I was delighted to find your article on the slave trader/author of Amazing Grace. I wish you had revealed that John Newton in later life influenced William Wilberforce who led the fight against slavery in the British Empire. How about a TV presentation of John Newton’s life to show there were a few truly Christian whites in the Roots era?
The BBC has done it. The Fight Against Slavery, a six-part series, appeared on PBS late last year. Newton and Wilberforce figured prominently in the first two episodes. Commercial stations around the U.S. will be showing the series in 1977.—ED.
Greg Bright, maze creator
Your story on Greg Bright brought to national attention a strange mind. “The ultimate maze”—solve it or die. Hmmph! I hope all who read this story will make a mental note never to accept a dinner invitation from Mr. Bright without asking if it will be served before or after they’re introduced to the arcs and spirals.
I enjoyed your story on maze-master Greg Bright. Where can I find his books?
Pantheon publishes The Great Maze Book: Extraordinary Puzzles for Extraordinary People and The Second Great Maze Book: More Extraordinary Puzzles for Extraordinary People.—ED.
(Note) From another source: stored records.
//! gesture_snake — interactive entry point.

use std::time::Duration;

use clap::Parser;

use gesture_snake::app::{run, AppConfig};
use grid_snake::{Boundary, GridConfig};
use swipe_gesture::{PipelineConfig, SwipeConfig};

#[derive(Debug, Parser)]
#[command(name = "gesture_snake")]
#[command(about = "Grid snake steered by keyboard or hand swipes")]
struct Cli {
    /// Grid width in cells
    #[arg(long, default_value_t = 16, value_parser = clap::value_parser!(i32).range(2..=64))]
    width: i32,
    /// Grid height in cells
    #[arg(long, default_value_t = 12, value_parser = clap::value_parser!(i32).range(2..=48))]
    height: i32,
    /// Wrap around the edges instead of dying on them
    #[arg(long)]
    wrap: bool,
    /// Time between moves at the start of a run
    #[arg(long = "base-delay-ms", default_value_t = 100)]
    base_delay_ms: u64,
    /// Fastest the snake ever gets
    #[arg(long = "min-delay-ms", default_value_t = 40)]
    min_delay_ms: u64,
    /// Speed-up per food eaten
    #[arg(long = "delay-step-ms", default_value_t = 5)]
    delay_step_ms: u64,
    /// Swipe threshold in camera pixels
    #[arg(long, default_value_t = 60.0)]
    threshold: f32,
    /// Quiet period after each recognised swipe
    #[arg(long = "cooldown-ms", default_value_t = 1000)]
    cooldown_ms: u64,
    /// Turn gesture tracking on at launch
    #[arg(long)]
    gestures: bool,
    /// Seed for food placement
    #[arg(long)]
    seed: Option<u64>,
}

impl Cli {
    fn into_config(self) -> AppConfig {
        let base_delay = Duration::from_millis(self.base_delay_ms.max(1));
        let grid = GridConfig {
            width:      self.width,
            height:     self.height,
            boundary:   if self.wrap { Boundary::Wrap } else { Boundary::Wall },
            base_delay,
            min_delay:  Duration::from_millis(self.min_delay_ms).min(base_delay),
            delay_step: Duration::from_millis(self.delay_step_ms),
        };
        let pipeline = PipelineConfig {
            swipe: SwipeConfig {
                threshold_px: self.threshold.max(0.0),
                cooldown:     Duration::from_millis(self.cooldown_ms),
            },
            ..PipelineConfig::default()
        };
        AppConfig { grid, pipeline, gestures: self.gestures, seed: self.seed }
    }
}

fn main() {
    env_logger::Builder::from_env(env_logger::Env::default().default_filter_or("info")).init();

    let cfg = Cli::parse().into_config();

    println!();
    println!("╔══════════════════════════════════════════════════════╗");
    println!("║          Gesture Snake: swipe or type to steer       ║");
    println!("╚══════════════════════════════════════════════════════╝");
    println!();
    println!("  Camera: simulated (mouse pointer over the playfield)");
    println!("  G toggles gestures, Q quits.");
    println!();

    if let Err(e) = run(cfg) {
        log::error!("{}", e);
        std::process::exit(1);
    }
}
//! # swipe_gesture
//!
//! Turns index-fingertip motion seen by a camera into debounced
//! [`Direction`](grid_snake::Direction) events.
//!
//! | Module | Contents |
//! |---|---|
//! | [`classifier`] | `SwipeClassifier`: consecutive-sample displacement, threshold, cooldown |
//! | [`device`] | `Camera` / `CameraDevice` / `LandmarkDetector` traits, `Frame`, `Hand` |
//! | [`pipeline`] | `GesturePipeline`: capture thread, start/stop, non-blocking `poll` |
//! | [`sim`] | `PointerCamera` + `BrightSpotDetector`: a hardware-free stand-in |
//!
//! ## Coordinates
//!
//! Landmarks arrive normalized to the frame.  The pipeline scales them to
//! frame pixels before classifying, so the swipe threshold is in pixels of
//! the requested capture resolution.  Frames are mirrored first (by
//! default), which makes a rightward hand movement read as `Right` on
//! screen.  Vertical follows screen convention: y grows downward.

pub mod classifier;
pub mod device;
pub mod pipeline;
pub mod sim;

pub use classifier::{GestureEvent, SwipeClassifier, SwipeConfig};
pub use device::{
    Camera, CameraDevice, CaptureRequest, DetectError, DeviceError, Frame, Hand, LandmarkDetector,
    INDEX_FINGERTIP,
};
pub use pipeline::{GesturePipeline, PipelineConfig, PipelineError, PipelineState};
Disregarding the various and inexcusable inaccuracies in your story, I wish to express my indignation for the old photo of me waving goodbye to two birds and the outrageous caption, ” ‘Now I am free to choose, to refuse, to do nothing,’ exults Oriana.” As your reporter, Sally Moore, knows, the deaths of my mother and of Alekos Panagoulis, the two people I loved and love most in my whole life, crushed me with tragedy and despair. It did not and does not make me “exult” for some refound freedom. Your lack of taste and of human respect is horrifying.
New York City
Sally Moore replies: “The interview was taped; there were no inaccuracies. The caption was intended to convey Miss Fallaci’s satisfaction over her new role as a novelist, no longer having ‘to suffer’ if a subject would not sit still for an interview. I regret that she interpreted it in a way wholly unintended.”—ED.
Only a beauty like Suzy Parker could overcome what “glorious” Vidal Sassoon did to her hair. The 75-year-old ladies who go to the $3 Wednesday specials at our local “Beauty Shop” get the same wave’n’fuss style.
Your Chatter section is classic, particularly this week’s. My profound admiration to whomever conjures up these jewels (“Gear Jammer” made my day). Keep up the tongue-in-cheek. This flat world needs more of it.